Australian bishop (born 1959/60)

Malcolm George Richards (born 1959/1960) is an Australian bishop in the Anglican Church of Australia. He has served as an assistant bishop in the Anglican Diocese of Sydney, as the Bishop for International Relations, since July 2019.

Richards grew up in Canberra, and originally trained and worked as an optometrist. He and his wife pledged to become missionaries, and from 1988 to 1994 they moved to what was then Zaire with their children to carry out youth work. He lived in Goma on the Rwandan border during the Rwandan genocide.
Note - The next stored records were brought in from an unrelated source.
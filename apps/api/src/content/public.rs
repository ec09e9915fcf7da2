use serde::Serialize;
use tracing::error;

use super::{AdminContent, ProjectFilter};
use crate::errors::AppError;
use crate::models::skill::{group_by_category, SkillGroup};
use crate::models::{
    AiTool, AiToolData, Category, CategoryData, Experience, ExperienceData, Project, ProjectData,
    SkillData,
};

/// A project with its category resolved. `category` is `None` when the
/// project's `categoryId` dangles.
#[derive(Debug, Clone, PartialEq, Serialize)]
pub struct ProjectDetail {
    pub project: Project,
    pub category: Option<Category>,
}

/// Read-only façade for the public site. Never fails: store errors are logged
/// and replaced with empty results.
#[derive(Clone)]
pub struct PublicContent {
    content: AdminContent,
}

fn or_empty<T>(what: &str, result: Result<Vec<T>, AppError>) -> Vec<T> {
    result.unwrap_or_else(|e| {
        error!("Error fetching {what}: {e}");
        Vec::new()
    })
}

impl PublicContent {
    pub fn new(content: AdminContent) -> Self {
        Self { content }
    }

    /// Landing-page projects: featured only, in display order.
    pub async fn featured_projects(&self) -> Vec<Project> {
        or_empty("projects", self.content.get_all::<ProjectData>().await)
            .into_iter()
            .filter(|p| p.data.featured)
            .collect()
    }

    /// Projects listing page: every project, narrowed by `filter`.
    pub async fn all_projects(&self, filter: &ProjectFilter) -> Vec<Project> {
        or_empty("projects", self.content.get_all::<ProjectData>().await)
            .into_iter()
            .filter(|p| filter.matches(p))
            .collect()
    }

    /// Project detail page: the project and the category list are fetched
    /// concurrently.
    pub async fn project_detail(&self, id: &str) -> Option<ProjectDetail> {
        let (project, categories) = tokio::join!(
            self.content.get_by_id::<ProjectData>(id),
            self.content.get_all::<CategoryData>(),
        );

        let project = match project {
            Ok(project) => project?,
            Err(e) => {
                error!("Error fetching project {id}: {e}");
                return None;
            }
        };
        let category = or_empty("categories", categories)
            .into_iter()
            .find(|c| c.id == project.data.category_id);

        Some(ProjectDetail { project, category })
    }

    pub async fn experience(&self) -> Vec<Experience> {
        or_empty("experience", self.content.get_all::<ExperienceData>().await)
    }

    pub async fn categories(&self) -> Vec<Category> {
        or_empty("categories", self.content.get_all::<CategoryData>().await)
    }

    pub async fn skills_by_category(&self) -> Vec<SkillGroup> {
        let (skills, categories) = tokio::join!(
            self.content.get_all::<SkillData>(),
            self.content.get_all::<CategoryData>(),
        );
        let skills = or_empty("skills", skills);
        let categories = or_empty("categories", categories);
        group_by_category(&categories, &skills)
    }

    pub async fn ai_tools(&self) -> Vec<AiTool> {
        or_empty("AI tools", self.content.get_all::<AiToolData>().await)
    }
}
On returning to Australia, Richards trained at Moore Theological College, then worked in parish ministry in the Anglican Diocese of Canberra and Goulburn, where he planted a church. He then returned to the now-Democratic Republic of Congo in 2005 where he worked for a further five years for the Anglian Diocese of Kindu.

In October 2010, Richards was appointed as General Secretary of the Church Missionary Society, New South Wales and Australian Capital Territory branch, a position he remained in for eight years until he became bishop. He was a canon of St Andrew's Cathedral, Sydney between 2012 and his consecration as bishop in 2019.
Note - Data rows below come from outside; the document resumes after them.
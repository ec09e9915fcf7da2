//! Process-wide cache of the chat context block.
//!
//! The block is rendered from projects, skills and categories on first use and
//! then reused. Without a TTL it is never refreshed: content edited after the
//! first chat request only shows up after a restart (or an explicit
//! `invalidate`). With a TTL the block is rebuilt on the first request after it
//! expires. The owner-only fallback used when the store is unreachable is never
//! cached, so the next request retries the fetch.
//!
//! Concurrent first requests may both build the block; the last write wins and
//! the contents are equivalent.

use std::time::Duration;

use tokio::sync::RwLock;
use tokio::time::Instant;
use tracing::{error, info};

use super::prompts::{fallback_context, render_context};
use crate::config::OwnerProfile;
use crate::content::AdminContent;
use crate::models::{CategoryData, ProjectData, SkillData};

struct CachedContext {
    text: String,
    built_at: Instant,
}

pub struct ContextCache {
    ttl: Option<Duration>,
    slot: RwLock<Option<CachedContext>>,
}

impl ContextCache {
    pub fn new(ttl: Option<Duration>) -> Self {
        Self {
            ttl,
            slot: RwLock::new(None),
        }
    }

    /// Returns the cached block, building it if absent or expired.
    pub async fn get_or_build(&self, content: &AdminContent, owner: &OwnerProfile) -> String {
        if let Some(text) = self.fresh().await {
            return text;
        }

        let fetched = tokio::try_join!(
            content.get_all::<ProjectData>(),
            content.get_all::<SkillData>(),
            content.get_all::<CategoryData>(),
        );

        match fetched {
            Ok((projects, skills, categories)) => {
                let text = render_context(owner, &projects, &skills, &categories);
                *self.slot.write().await = Some(CachedContext {
                    text: text.clone(),
                    built_at: Instant::now(),
                });
                info!(
                    "Chat context cached ({} projects, {} skills)",
                    projects.len(),
                    skills.len()
                );
                text
            }
            Err(e) => {
                error!("Error building chat context: {e}");
                fallback_context(owner)
            }
        }
    }

    pub async fn invalidate(&self) {
        *self.slot.write().await = None;
        info!("Chat context cache invalidated");
    }

    pub async fn is_populated(&self) -> bool {
        self.fresh().await.is_some()
    }

    async fn fresh(&self) -> Option<String> {
        let guard = self.slot.read().await;
        let cached = guard.as_ref()?;
        match self.ttl {
            Some(ttl) if cached.built_at.elapsed() >= ttl => None,
            _ => Some(cached.text.clone()),
        }
    }
}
In April 2019, Richards was named by Anglican Archbishop of Sydney Glenn Davies as Bishop for International Relations, replacing Peter Tasker who had held the role since 2009. He was consecrated bishop on 6 July 2019. Richards was the first person to hold the role without a concurrent diocesan bishop responsibility. Instead, Richards took up a position as Director of the Centre for Global Mission at Moore Theological College.

Richards is married to Elizabeth and has three children. He is fluent in Swahili and French.